# Material provided
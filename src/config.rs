use serde::Deserialize;
use std::env;
use std::sync::OnceLock;
use thiserror::Error;

/// Errors encountered while loading configuration from environment variables.
#[derive(Debug, Error)]
pub enum ConfigError {
    /// Required environment variable was not provided.
    #[error("Missing environment variable: {0}")]
    MissingVariable(String),
}

/// Runtime configuration for the ingestion pipeline.
#[derive(Debug, Deserialize)]
pub struct Config {
    /// OAuth bearer token used for every Google API request.
    pub google_access_token: String,
    /// Google Cloud project that hosts the bucket, the models, and Firestore.
    pub project_id: String,
    /// Region used for Vertex AI model endpoints.
    pub location: String,
    /// Cloud Storage bucket holding the source protocol documents.
    pub bucket: String,
    /// Object-name prefix under which documents are discovered.
    pub folder_prefix: String,
    /// Firestore database identifier.
    pub firestore_database: String,
    /// Firestore collection receiving the embedded chunks.
    pub firestore_collection: String,
    /// Gemini model identifier used for semantic chunking.
    pub chunking_model: String,
    /// Embedding model identifier passed to Vertex AI.
    pub embedding_model: String,
    /// Optional override for the Cloud Storage endpoint.
    pub storage_api_url: Option<String>,
    /// Optional override for the Vertex AI endpoint.
    pub vertex_api_url: Option<String>,
    /// Optional override for the Firestore endpoint.
    pub firestore_api_url: Option<String>,
}

impl Config {
    /// Load configuration from environment variables, applying defaults where the
    /// variable is optional.
    pub fn from_env() -> Result<Self, ConfigError> {
        Ok(Self {
            google_access_token: load_env("GOOGLE_ACCESS_TOKEN")?,
            project_id: load_env("GCP_PROJECT_ID")?,
            location: load_env_optional("GCP_LOCATION")
                .unwrap_or_else(|| "us-central1".to_string()),
            bucket: load_env("GCS_BUCKET")?,
            folder_prefix: load_env_optional("GCS_FOLDER_PREFIX").unwrap_or_default(),
            firestore_database: load_env_optional("FIRESTORE_DATABASE")
                .unwrap_or_else(|| "(default)".to_string()),
            firestore_collection: load_env_optional("FIRESTORE_COLLECTION")
                .unwrap_or_else(|| "protocols".to_string()),
            chunking_model: load_env_optional("CHUNKING_MODEL")
                .unwrap_or_else(|| "gemini-2.5-pro".to_string()),
            embedding_model: load_env_optional("EMBEDDING_MODEL")
                .unwrap_or_else(|| "text-embedding-004".to_string()),
            storage_api_url: load_env_optional("STORAGE_API_URL"),
            vertex_api_url: load_env_optional("VERTEX_API_URL"),
            firestore_api_url: load_env_optional("FIRESTORE_API_URL"),
        })
    }
}

fn load_env(key: &str) -> Result<String, ConfigError> {
    env::var(key).map_err(|_| ConfigError::MissingVariable(key.to_string()))
}

fn load_env_optional(key: &str) -> Option<String> {
    env::var(key).ok().filter(|value| !value.trim().is_empty())
}

/// Global configuration cache populated during process start.
pub static CONFIG: OnceLock<Config> = OnceLock::new();

/// Retrieve the loaded configuration, panicking if initialization has not occurred.
pub fn get_config() -> &'static Config {
    CONFIG.get().expect("Config not initialized")
}

/// Load configuration from the environment and install it in the global cache.
pub fn init_config() {
    dotenvy::dotenv().ok();
    let config = Config::from_env().expect("Failed to load config from environment");
    tracing::debug!(
        project = %config.project_id,
        location = %config.location,
        bucket = %config.bucket,
        prefix = %config.folder_prefix,
        database = %config.firestore_database,
        collection = %config.firestore_collection,
        chunking_model = %config.chunking_model,
        embedding_model = %config.embedding_model,
        "Loaded configuration"
    );
    CONFIG.set(config).expect("Failed to set config");
}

# Problem to solve
When a line among the entries contains "documents", pull that line out.

# Worked solution
    /// Cloud Storage bucket holding the source protocol documents.
    /// Object-name prefix under which documents are discovered.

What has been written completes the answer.